Since they moved into senior housing, though, he just cannot deal with Mom.  He has less patience than ever, and sets Mom up to have episodes that he then calls us to fuss about.  The doctor saw the book that I made for him, with resources – what to do when…that kind of stuff.  Doc said that was good, and hoped he was using it (uh huh!). 

Dad loves his baseball cards, and Mom’s crying and loss of place means that he has to put the cards down for a few minutes to comfort her and distract her.  I go over to model this for him, and show him strategies to use, but he just won’t pay attention to her.  He complained to the doctor that we don’t help enough, that he doesn’t have respite time…even though Mom is in a program from 9 till 2 four days a week, and usually with my sister for a bit on the weekends.  It was a bit rough. 

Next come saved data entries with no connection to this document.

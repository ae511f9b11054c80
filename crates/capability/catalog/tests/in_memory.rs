use domain::{
    ChannelCategory, ChannelView, ConnectionState, DeviceCategory, DeviceView, LightingRole,
    PropertyCategory, PropertyView, Space,
};
use hub_catalog::{InMemoryCatalog, RoleAssignment, SpaceCatalog, role_key};

fn light_device(id: &str) -> DeviceView {
    DeviceView {
        id: id.to_string(),
        name: id.to_string(),
        driver: "noop".to_string(),
        category: DeviceCategory::Lighting,
        online: true,
        connection: ConnectionState::Connected,
        channels: vec![ChannelView {
            id: format!("{}-ch", id),
            category: ChannelCategory::Light,
            properties: vec![PropertyView::new("p-on", PropertyCategory::On)],
        }],
    }
}

#[tokio::test]
async fn space_lookup_and_devices() {
    let catalog = InMemoryCatalog::new();
    catalog
        .upsert_space(Space::new("space-1", "Living room"))
        .expect("space");
    catalog
        .upsert_device("space-1", light_device("light-1"))
        .expect("device");

    let space = catalog.find_space("space-1").await.expect("query");
    assert_eq!(space.expect("found").name, "Living room");
    assert!(catalog.find_space("space-2").await.expect("query").is_none());

    let devices = catalog.devices_in_space("space-1").await.expect("devices");
    assert_eq!(devices.len(), 1);
    assert!(catalog
        .devices_in_space("space-2")
        .await
        .expect("devices")
        .is_empty());
}

#[tokio::test]
async fn device_upsert_replaces_by_id() {
    let catalog = InMemoryCatalog::new();
    catalog
        .upsert_device("space-1", light_device("light-1"))
        .expect("device");
    let mut replacement = light_device("light-1");
    replacement.online = false;
    catalog
        .upsert_device("space-1", replacement)
        .expect("device");

    let devices = catalog.devices_in_space("space-1").await.expect("devices");
    assert_eq!(devices.len(), 1);
    assert!(!devices[0].online);
}

#[tokio::test]
async fn role_assignment_keyed_by_device_and_channel() {
    let catalog = InMemoryCatalog::new();
    catalog
        .assign_lighting_role(RoleAssignment {
            space_id: "space-1".to_string(),
            device_id: "light-1".to_string(),
            channel_id: "light-1-ch".to_string(),
            role: LightingRole::Main,
            priority: 0,
        })
        .expect("assign");
    catalog
        .assign_lighting_role(RoleAssignment {
            space_id: "space-1".to_string(),
            device_id: "light-1".to_string(),
            channel_id: "light-1-ch".to_string(),
            role: LightingRole::Night,
            priority: 0,
        })
        .expect("reassign");

    let roles = catalog.lighting_roles("space-1").await.expect("roles");
    assert_eq!(roles.len(), 1);
    assert_eq!(
        roles.get(&role_key("light-1", "light-1-ch")),
        Some(&LightingRole::Night)
    );
}
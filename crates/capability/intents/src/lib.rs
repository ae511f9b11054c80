//! # 意图生命周期注册表
//!
//! 意图是一次用户/系统动作的一等记录：PENDING 起始，恰好进入一个终态
//! （成功/部分成功/失败/过期）。终态意图立即从活跃表移除，
//! 完成因此天然幂等（二次完成返回 None）。
//!
//! 后台清理任务按固定间隔扫描过期意图；事件通过 broadcast 通道
//! 尽力投递（无订阅者时丢弃，不影响注册表自身状态）。

mod registry;
mod types;

pub use registry::{ActiveFilter, IntentRegistry, RegistryConfig};
pub use types::{
    CreateIntentInput, IntentEvent, IntentRecord, IntentScope, IntentStatus, IntentTarget,
    IntentType, TargetResult, TargetStatus,
};

/// 当前时间（epoch 毫秒）。
pub(crate) fn now_epoch_ms() -> i64 {
    let now = std::time::SystemTime::now();
    let duration = now
        .duration_since(std::time::UNIX_EPOCH)
        .unwrap_or_default();
    duration.as_millis() as i64
}
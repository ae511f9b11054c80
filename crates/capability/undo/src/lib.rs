//! # 撤销快照
//!
//! 空间级写操作的"后悔药"：
//!
//! 1. **捕获**（[`capture_space`]）：写前读取目录投影，生成空间快照
//! 2. **有界栈**（[`UndoManager`]）：每空间默认仅保留最新一条，带 TTL
//! 3. **回放**（[`UndoExecutor`]）：取出条目，经平台注册表下发恢复命令
//!
//! 捕获失败只记日志，绝不阻塞触发它的编排；
//! 回放至少恢复一台设备即视为成功。

mod color;
mod executor;
mod manager;
mod snapshot;

pub use color::{hex_to_rgb, hsv_to_hex, rgb_to_hex};
pub use executor::{UndoExecutor, UndoOutcome};
pub use manager::{UndoConfig, UndoEntry, UndoManager};
pub use snapshot::{
    ClimateSnapshot, CoverSnapshot, LightSnapshot, RgbPropertyIds, SpaceSnapshot, capture_space,
};
use domain::{
    ChannelCategory, ChannelView, ConnectionState, CoversMode, CoversRole, DeviceCategory,
    DeviceView, MediaMode, MediaRole, PropertyCategory, PropertyValue, PropertyView, Space,
};
use hub_catalog::{InMemoryCatalog, RoleAssignment};
use hub_intents::{IntentRegistry, RegistryConfig};
use hub_orchestration::{CoversIntent, CoversOrchestrator, MediaIntent, MediaOrchestrator};
use hub_platform::{PlatformRegistry, PropertyCommand, RecordingPlatform};
use hub_state::StateBus;
use hub_timeseries::InMemoryHistoryStore;
use hub_undo::{UndoConfig, UndoManager};
use std::sync::Arc;

const SPACE_ID: &str = "9e8d7c6b-5a4f-4e3d-8c2b-112233445566";

struct Harness {
    catalog: Arc<InMemoryCatalog>,
    recording: Arc<RecordingPlatform>,
    covers: CoversOrchestrator,
    media: MediaOrchestrator,
}

fn harness() -> Harness {
    let catalog = Arc::new(InMemoryCatalog::new());
    catalog
        .upsert_space(Space::new(SPACE_ID, "Office"))
        .expect("space");
    let intents = Arc::new(IntentRegistry::new(RegistryConfig::default()));
    let platforms = Arc::new(PlatformRegistry::new());
    let recording = Arc::new(RecordingPlatform::new());
    platforms.register("demo", recording.clone());
    let history: Arc<InMemoryHistoryStore> = Arc::new(InMemoryHistoryStore::new());
    let undo = Arc::new(UndoManager::new(UndoConfig::default()));
    let covers = CoversOrchestrator::new(
        catalog.clone(),
        intents.clone(),
        platforms.clone(),
        history.clone(),
        undo.clone(),
        StateBus::default(),
    );
    let media = MediaOrchestrator::new(
        catalog.clone(),
        intents,
        platforms,
        history,
        undo,
        StateBus::default(),
    );
    Harness {
        catalog,
        recording,
        covers,
        media,
    }
}

fn positional_cover(id: &str, position: f64) -> DeviceView {
    let mut prop = PropertyView::new("position", PropertyCategory::Position);
    prop.value = Some(PropertyValue::F64(position));
    prop.min = Some(0.0);
    prop.max = Some(100.0);
    DeviceView {
        id: id.to_string(),
        name: format!("Cover {}", id),
        driver: "demo".to_string(),
        category: DeviceCategory::WindowCovering,
        online: true,
        connection: ConnectionState::Connected,
        channels: vec![ChannelView {
            id: "ch1".to_string(),
            category: ChannelCategory::WindowCovering,
            properties: vec![prop],
        }],
    }
}

fn command_only_cover(id: &str) -> DeviceView {
    DeviceView {
        id: id.to_string(),
        name: format!("Cover {}", id),
        driver: "demo".to_string(),
        category: DeviceCategory::WindowCovering,
        online: true,
        connection: ConnectionState::Connected,
        channels: vec![ChannelView {
            id: "ch1".to_string(),
            category: ChannelCategory::WindowCovering,
            properties: vec![PropertyView::new("command", PropertyCategory::Command)],
        }],
    }
}

fn player(id: &str, on: bool, volume: f64) -> DeviceView {
    let mut on_prop = PropertyView::new("on", PropertyCategory::On);
    on_prop.value = Some(PropertyValue::Bool(on));
    let mut volume_prop = PropertyView::new("volume", PropertyCategory::Volume);
    volume_prop.value = Some(PropertyValue::F64(volume));
    volume_prop.min = Some(0.0);
    volume_prop.max = Some(100.0);
    DeviceView {
        id: id.to_string(),
        name: format!("Player {}", id),
        driver: "demo".to_string(),
        category: DeviceCategory::Media,
        online: true,
        connection: ConnectionState::Connected,
        channels: vec![ChannelView {
            id: "ch1".to_string(),
            category: ChannelCategory::MediaPlayback,
            properties: vec![on_prop, volume_prop],
        }],
    }
}

fn commands_for<'a>(
    batches: &'a [Vec<PropertyCommand>],
    device_id: &str,
) -> Vec<&'a PropertyCommand> {
    batches
        .iter()
        .flatten()
        .filter(|c| c.device_id == device_id)
        .collect()
}

#[tokio::test]
async fn open_prefers_position_and_falls_back_to_command() {
    let h = harness();
    h.catalog
        .upsert_device(SPACE_ID, positional_cover("c1", 0.0))
        .expect("device");
    h.catalog
        .upsert_device(SPACE_ID, command_only_cover("c2"))
        .expect("device");

    let result = h
        .covers
        .execute(SPACE_ID, CoversIntent::Open)
        .await
        .expect("execute")
        .expect("result");
    assert!(result.success);
    assert_eq!(result.affected_devices, 2);

    let batches = h.recording.batches();
    let c1 = commands_for(&batches, "c1");
    assert!(
        c1.iter()
            .any(|c| c.property_id == "position" && c.value == PropertyValue::F64(100.0))
    );
    let c2 = commands_for(&batches, "c2");
    assert!(
        c2.iter()
            .any(|c| c.property_id == "command"
                && c.value == PropertyValue::String("open".to_string()))
    );
}

#[tokio::test]
async fn privacy_mode_follows_role_table() {
    let h = harness();
    h.catalog
        .upsert_device(SPACE_ID, positional_cover("blackout", 100.0))
        .expect("device");
    h.catalog
        .upsert_device(SPACE_ID, positional_cover("sheer", 100.0))
        .expect("device");
    h.catalog
        .assign_covers_role(RoleAssignment {
            space_id: SPACE_ID.to_string(),
            device_id: "blackout".to_string(),
            channel_id: "ch1".to_string(),
            role: CoversRole::Blackout,
            priority: 0,
        })
        .expect("role");
    h.catalog
        .assign_covers_role(RoleAssignment {
            space_id: SPACE_ID.to_string(),
            device_id: "sheer".to_string(),
            channel_id: "ch1".to_string(),
            role: CoversRole::Secondary,
            priority: 0,
        })
        .expect("role");

    let result = h
        .covers
        .execute(
            SPACE_ID,
            CoversIntent::SetMode {
                mode: CoversMode::Privacy,
            },
        )
        .await
        .expect("execute")
        .expect("result");
    assert!(result.success);

    let batches = h.recording.batches();
    let blackout = commands_for(&batches, "blackout");
    assert!(blackout.iter().any(|c| c.value == PropertyValue::F64(0.0)));
    let sheer = commands_for(&batches, "sheer");
    assert!(sheer.iter().any(|c| c.value == PropertyValue::F64(30.0)));
}

#[tokio::test]
async fn position_delta_defaults_to_quarter_step() {
    let h = harness();
    h.catalog
        .upsert_device(SPACE_ID, positional_cover("c1", 50.0))
        .expect("device");

    let result = h
        .covers
        .execute(SPACE_ID, CoversIntent::PositionDelta { delta: None })
        .await
        .expect("execute")
        .expect("result");
    assert!(result.success);

    let batches = h.recording.batches();
    let c1 = commands_for(&batches, "c1");
    assert!(c1.iter().any(|c| c.value == PropertyValue::F64(75.0)));
}

#[tokio::test]
async fn covers_offline_fail_closed_on_unknown_connection() {
    let h = harness();
    let mut unknown = positional_cover("c1", 50.0);
    unknown.online = false;
    unknown.connection = ConnectionState::Unknown;
    h.catalog.upsert_device(SPACE_ID, unknown).expect("device");

    let result = h
        .covers
        .execute(SPACE_ID, CoversIntent::Close)
        .await
        .expect("execute")
        .expect("result");
    assert!(!result.success);
    assert_eq!(result.offline_device_ids, vec!["c1".to_string()]);
    assert!(h.recording.batches().is_empty());
}

#[tokio::test]
async fn party_mode_without_roles_falls_back_to_secondary() {
    let h = harness();
    h.catalog
        .upsert_device(SPACE_ID, player("p1", false, 20.0))
        .expect("device");

    let result = h
        .media
        .execute(
            SPACE_ID,
            MediaIntent::SetMode {
                mode: MediaMode::Party,
            },
        )
        .await
        .expect("execute")
        .expect("result");
    assert!(result.success);
    assert!(result.triggered_fallback);

    let batches = h.recording.batches();
    let p1 = commands_for(&batches, "p1");
    assert!(p1.iter().any(|c| c.property_id == "on" && c.value == PropertyValue::Bool(true)));
    assert!(
        p1.iter()
            .any(|c| c.property_id == "volume" && c.value == PropertyValue::F64(40.0))
    );
}

#[tokio::test]
async fn party_mode_with_roles_uses_role_volumes() {
    let h = harness();
    h.catalog
        .upsert_device(SPACE_ID, player("p1", false, 20.0))
        .expect("device");
    h.catalog
        .upsert_device(SPACE_ID, player("p2", false, 20.0))
        .expect("device");
    h.catalog
        .assign_media_role(RoleAssignment {
            space_id: SPACE_ID.to_string(),
            device_id: "p1".to_string(),
            channel_id: "ch1".to_string(),
            role: MediaRole::Primary,
            priority: 0,
        })
        .expect("role");
    h.catalog
        .assign_media_role(RoleAssignment {
            space_id: SPACE_ID.to_string(),
            device_id: "p2".to_string(),
            channel_id: "ch1".to_string(),
            role: MediaRole::Secondary,
            priority: 0,
        })
        .expect("role");

    let result = h
        .media
        .execute(
            SPACE_ID,
            MediaIntent::SetMode {
                mode: MediaMode::Party,
            },
        )
        .await
        .expect("execute")
        .expect("result");
    assert!(result.success);
    assert!(!result.triggered_fallback);

    let batches = h.recording.batches();
    let p1 = commands_for(&batches, "p1");
    assert!(
        p1.iter()
            .any(|c| c.property_id == "volume" && c.value == PropertyValue::F64(60.0))
    );
    let p2 = commands_for(&batches, "p2");
    assert!(
        p2.iter()
            .any(|c| c.property_id == "volume" && c.value == PropertyValue::F64(40.0))
    );
}

#[tokio::test]
async fn volume_set_clamps_to_property_bounds() {
    let h = harness();
    let mut capped = player("p1", true, 20.0);
    capped.channels[0].properties[1].max = Some(80.0);
    h.catalog.upsert_device(SPACE_ID, capped).expect("device");

    let result = h
        .media
        .execute(SPACE_ID, MediaIntent::VolumeSet { volume: 95.0 })
        .await
        .expect("execute")
        .expect("result");
    assert!(result.success);

    let batches = h.recording.batches();
    let p1 = commands_for(&batches, "p1");
    assert!(
        p1.iter()
            .any(|c| c.property_id == "volume" && c.value == PropertyValue::F64(80.0))
    );
}

#[tokio::test]
async fn quiet_mode_turns_everything_off() {
    let h = harness();
    h.catalog
        .upsert_device(SPACE_ID, player("p1", true, 60.0))
        .expect("device");

    let result = h
        .media
        .execute(
            SPACE_ID,
            MediaIntent::SetMode {
                mode: MediaMode::Quiet,
            },
        )
        .await
        .expect("execute")
        .expect("result");
    assert!(result.success);

    let batches = h.recording.batches();
    let p1 = commands_for(&batches, "p1");
    assert!(p1.iter().any(|c| c.property_id == "on" && c.value == PropertyValue::Bool(false)));
    assert!(p1.iter().all(|c| c.property_id != "volume"));
}
//! 有界撤销栈。
//!
//! 每空间一个栈（默认仅保留最新一条），条目带 TTL：
//! 读取路径惰性丢弃过期条目，后台清扫周期性兜底。

use crate::snapshot::SpaceSnapshot;
use hub_telemetry::record_undo_snapshot_pushed;
use serde::Serialize;
use std::collections::HashMap;
use std::sync::{Arc, Mutex, PoisonError, RwLock};
use std::time::Duration;
use tokio::task::JoinHandle;
use tracing::{debug, info};

/// 撤销栈配置。
#[derive(Debug, Clone)]
pub struct UndoConfig {
    pub max_entries_per_space: usize,
    pub entry_ttl_ms: u64,
    pub sweep_interval_ms: u64,
}

impl Default for UndoConfig {
    fn default() -> Self {
        Self {
            max_entries_per_space: 1,
            entry_ttl_ms: 300_000,
            sweep_interval_ms: 60_000,
        }
    }
}

/// 撤销条目。
#[derive(Debug, Clone, Serialize)]
#[serde(rename_all = "camelCase")]
pub struct UndoEntry {
    pub id: String,
    pub space_id: String,
    /// 触发快照的意图类型线上名称。
    pub trigger: String,
    pub snapshot: SpaceSnapshot,
    pub created_at_ms: i64,
    pub expires_at_ms: i64,
}

/// 撤销栈管理器。
pub struct UndoManager {
    /// space_id -> 条目（索引 0 为最新）。
    stacks: RwLock<HashMap<String, Vec<UndoEntry>>>,
    config: UndoConfig,
    sweep_task: Mutex<Option<JoinHandle<()>>>,
}

impl UndoManager {
    pub fn new(config: UndoConfig) -> Self {
        Self {
            stacks: RwLock::new(HashMap::new()),
            config,
            sweep_task: Mutex::new(None),
        }
    }

    /// 压入快照；超出上限时丢弃最旧条目。
    pub fn push_snapshot(&self, space_id: &str, trigger: &str, snapshot: SpaceSnapshot) -> UndoEntry {
        let now = now_epoch_ms();
        let entry = UndoEntry {
            id: uuid::Uuid::new_v4().to_string(),
            space_id: space_id.to_string(),
            trigger: trigger.to_string(),
            snapshot,
            created_at_ms: now,
            expires_at_ms: now + self.config.entry_ttl_ms as i64,
        };
        let mut stacks = self
            .stacks
            .write()
            .unwrap_or_else(PoisonError::into_inner);
        let stack = stacks.entry(space_id.to_string()).or_default();
        stack.insert(0, entry.clone());
        stack.truncate(self.config.max_entries_per_space);
        record_undo_snapshot_pushed();
        debug!(
            target: "hub.undo",
            space_id = %space_id,
            trigger = %trigger,
            "undo_snapshot_pushed"
        );
        entry
    }

    /// 查看最新条目；过期条目惰性丢弃。
    pub fn peek_entry(&self, space_id: &str) -> Option<UndoEntry> {
        let now = now_epoch_ms();
        let mut stacks = self
            .stacks
            .write()
            .unwrap_or_else(PoisonError::into_inner);
        let stack = stacks.get_mut(space_id)?;
        stack.retain(|entry| entry.expires_at_ms > now);
        stack.first().cloned()
    }

    /// 取出并消费最新条目。
    pub fn take_entry(&self, space_id: &str) -> Option<UndoEntry> {
        let now = now_epoch_ms();
        let mut stacks = self
            .stacks
            .write()
            .unwrap_or_else(PoisonError::into_inner);
        let stack = stacks.get_mut(space_id)?;
        stack.retain(|entry| entry.expires_at_ms > now);
        if stack.is_empty() {
            None
        } else {
            Some(stack.remove(0))
        }
    }

    /// 清理全部过期条目，返回清理数量。
    pub fn cleanup_expired(&self, now_ms: i64) -> usize {
        let mut stacks = self
            .stacks
            .write()
            .unwrap_or_else(PoisonError::into_inner);
        let mut removed = 0;
        for stack in stacks.values_mut() {
            let before = stack.len();
            stack.retain(|entry| entry.expires_at_ms > now_ms);
            removed += before - stack.len();
        }
        stacks.retain(|_, stack| !stack.is_empty());
        removed
    }

    /// 启动后台清扫。重复调用先停掉旧任务。
    pub fn start(self: &Arc<Self>) {
        self.stop();
        let manager = Arc::clone(self);
        let interval = Duration::from_millis(manager.config.sweep_interval_ms);
        let handle = tokio::spawn(async move {
            let mut ticker = tokio::time::interval(interval);
            ticker.set_missed_tick_behavior(tokio::time::MissedTickBehavior::Skip);
            loop {
                ticker.tick().await;
                let removed = manager.cleanup_expired(now_epoch_ms());
                if removed > 0 {
                    info!(target: "hub.undo", removed, "undo_sweep_removed_expired");
                }
            }
        });
        let mut task = self
            .sweep_task
            .lock()
            .unwrap_or_else(PoisonError::into_inner);
        *task = Some(handle);
    }

    /// 停止后台清扫。
    pub fn stop(&self) {
        let mut task = self
            .sweep_task
            .lock()
            .unwrap_or_else(PoisonError::into_inner);
        if let Some(handle) = task.take() {
            handle.abort();
        }
    }
}

impl Drop for UndoManager {
    fn drop(&mut self) {
        self.stop();
    }
}

pub(crate) fn now_epoch_ms() -> i64 {
    std::time::SystemTime::now()
        .duration_since(std::time::UNIX_EPOCH)
        .unwrap_or_default()
        .as_millis() as i64
}
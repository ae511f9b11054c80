//! # 空间状态聚合
//!
//! 把空间内多设备的原始属性聚合为单一可读状态：
//!
//! 1. **一致性检测**（[`consensus`]）：数值在容差内视为一致，否则标记 mixed
//! 2. **设备解析**（[`resolve`]）：目录投影 → 各域设备视图（角色、离线语义）
//! 3. **模式检测**（[`lighting`]/[`climate`]/[`covers`]/[`media`]）：
//!    反推当前空间最接近的模式，并给出置信度
//! 4. **状态总线**（[`StateBus`]）：聚合结果变化的尽力广播
//!
//! 聚合只读不写；所有写路径走编排层。

mod bus;
pub mod climate;
pub mod consensus;
pub mod covers;
mod error;
pub mod lighting;
pub mod media;
pub mod resolve;

pub use bus::{StateBus, StateEvent};
pub use climate::{ClimateState, ClimateStateService, SetpointRange, clamp_setpoint};
pub use consensus::{UniformValue, uniform_value};
pub use covers::{CoversState, CoversStateService};
pub use error::StateError;
pub use lighting::{LightingState, LightingStateService};
pub use media::{MediaState, MediaStateService};
pub use resolve::{
    ClimateDevice, ClimateKind, CoverDevice, LightDevice, MediaDevice, offline_fail_closed,
    offline_fail_open, resolve_climate, resolve_covers, resolve_lights, resolve_media,
};

use serde::{Deserialize, Serialize};

/// 模式检测置信度。
///
/// `Exact`：全部参与设备与规则精确吻合；
/// `Approximate`：存在放宽容差内的偏差。
#[derive(Debug, Clone, Copy, PartialEq, Eq, Serialize, Deserialize)]
#[serde(rename_all = "lowercase")]
pub enum ModeConfidence {
    Exact,
    Approximate,
}
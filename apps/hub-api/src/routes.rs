//! 路由定义
//!
//! 集中管理所有 API 路由，将路径映射到对应的 handlers。
//! 路由包括：
//! - 指标：/metrics
//! - 意图查询：/intents, /intents/{id}
//! - 空间编排：/spaces/{id}/{lighting|climate|covers|media}/intents
//! - 空间状态：/spaces/{id}/{lighting|climate|covers|media}/state
//! - 意图历史：/spaces/{id}/history
//! - 撤销：/spaces/{id}/undo

use super::AppState;
use super::handlers::*;
use axum::{
    Router,
    routing::{get, post},
};

/// 创建 API 路由（挂载在 /api 前缀下）
pub fn create_api_router() -> Router<AppState> {
    Router::new()
        .route("/metrics", get(get_metrics))
        .route("/intents", get(list_active_intents))
        .route("/intents/:intent_id", get(get_intent))
        .route(
            "/spaces/:space_id/lighting/intents",
            post(post_lighting_intent),
        )
        .route("/spaces/:space_id/lighting/state", get(get_lighting_state))
        .route(
            "/spaces/:space_id/climate/intents",
            post(post_climate_intent),
        )
        .route("/spaces/:space_id/climate/state", get(get_climate_state))
        .route("/spaces/:space_id/covers/intents", post(post_covers_intent))
        .route("/spaces/:space_id/covers/state", get(get_covers_state))
        .route("/spaces/:space_id/media/intents", post(post_media_intent))
        .route("/spaces/:space_id/media/state", get(get_media_state))
        .route("/spaces/:space_id/history", get(get_space_history))
        .route("/spaces/:space_id/undo", post(trigger_undo).get(peek_undo))
}
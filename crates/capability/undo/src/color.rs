//! 颜色换算：快照存 hex，恢复时展开为 RGB 分量。

/// `#RRGGBB` / `RRGGBB` → RGB 分量。
pub fn hex_to_rgb(hex: &str) -> Option<(u8, u8, u8)> {
    let digits = hex.strip_prefix('#').unwrap_or(hex);
    // 非 ASCII 输入直接拒绝，避免按字节切片切在字符边界上。
    if digits.len() != 6 || !digits.is_ascii() {
        return None;
    }
    let red = u8::from_str_radix(&digits[0..2], 16).ok()?;
    let green = u8::from_str_radix(&digits[2..4], 16).ok()?;
    let blue = u8::from_str_radix(&digits[4..6], 16).ok()?;
    Some((red, green, blue))
}

/// RGB 分量 → `#rrggbb`。
pub fn rgb_to_hex(red: u8, green: u8, blue: u8) -> String {
    format!("#{:02x}{:02x}{:02x}", red, green, blue)
}

/// HSV → `#rrggbb`。hue 为角度（0-360），saturation/value 为 0-1。
pub fn hsv_to_hex(hue: f64, saturation: f64, value: f64) -> String {
    let hue = hue.rem_euclid(360.0);
    let saturation = saturation.clamp(0.0, 1.0);
    let value = value.clamp(0.0, 1.0);

    let chroma = value * saturation;
    let side = (hue / 60.0) % 2.0 - 1.0;
    let x = chroma * (1.0 - side.abs());
    let (r1, g1, b1) = match hue {
        h if h < 60.0 => (chroma, x, 0.0),
        h if h < 120.0 => (x, chroma, 0.0),
        h if h < 180.0 => (0.0, chroma, x),
        h if h < 240.0 => (0.0, x, chroma),
        h if h < 300.0 => (x, 0.0, chroma),
        _ => (chroma, 0.0, x),
    };
    let m = value - chroma;
    let to_byte = |component: f64| ((component + m) * 255.0).round().clamp(0.0, 255.0) as u8;
    rgb_to_hex(to_byte(r1), to_byte(g1), to_byte(b1))
}
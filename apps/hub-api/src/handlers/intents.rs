//! 意图查询 handlers
//!
//! 注册表只保留活跃意图：已完成/已过期的意图查不到，
//! 历史记录走 /spaces/{id}/history。

use crate::AppState;
use crate::utils::response::intent_not_found_error;
use api_contract::{ActiveIntentsQuery, ApiResponse};
use axum::{
    Json,
    extract::{Path, Query, State},
    http::StatusCode,
    response::{IntoResponse, Response},
};
use hub_intents::ActiveFilter;

#[derive(serde::Deserialize)]
pub struct IntentPath {
    intent_id: String,
}

/// 查询单个活跃意图
pub async fn get_intent(State(state): State<AppState>, Path(path): Path<IntentPath>) -> Response {
    match state.intents.get_intent(&path.intent_id) {
        Some(record) => (StatusCode::OK, Json(ApiResponse::success(record))).into_response(),
        None => intent_not_found_error(),
    }
}

/// 按设备/空间过滤活跃意图
pub async fn list_active_intents(
    State(state): State<AppState>,
    Query(query): Query<ActiveIntentsQuery>,
) -> Response {
    let filter = ActiveFilter {
        device_id: query.device_id,
        space_id: query.space_id,
    };
    let records = state.intents.find_active(&filter);
    (StatusCode::OK, Json(ApiResponse::success(records))).into_response()
}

I do feel for him, but he has his brain and his mind (well, I’m pretty sure it’s all there – just a bit old).  The glass for them is half full, for sure.  Over 35 years of fun in the sun, and athletic retirement with trips and golf and all sorts of events.  Mom remembers little of those days, and wants to go back to when we were little.  He lost his wife, yes, however we also lost our Mom.  I’m so lucky we had kids young.  They knew Mom when (funny glasses, singing great Broadway tunes, golfing, driving them over big bumps, swimming at the pool and beach), and they knew Nancy when she was the “Crazy Aunt” who did everything with them their Mom wouldn’t or couldn’t do.


Dad needs to know that he is not alone in the pain he has, and to look at memories with joy rather than sorrow.  Yes, I will say this to him at some point in the next few days, so he can perhaps catch a bit of reality on the wing.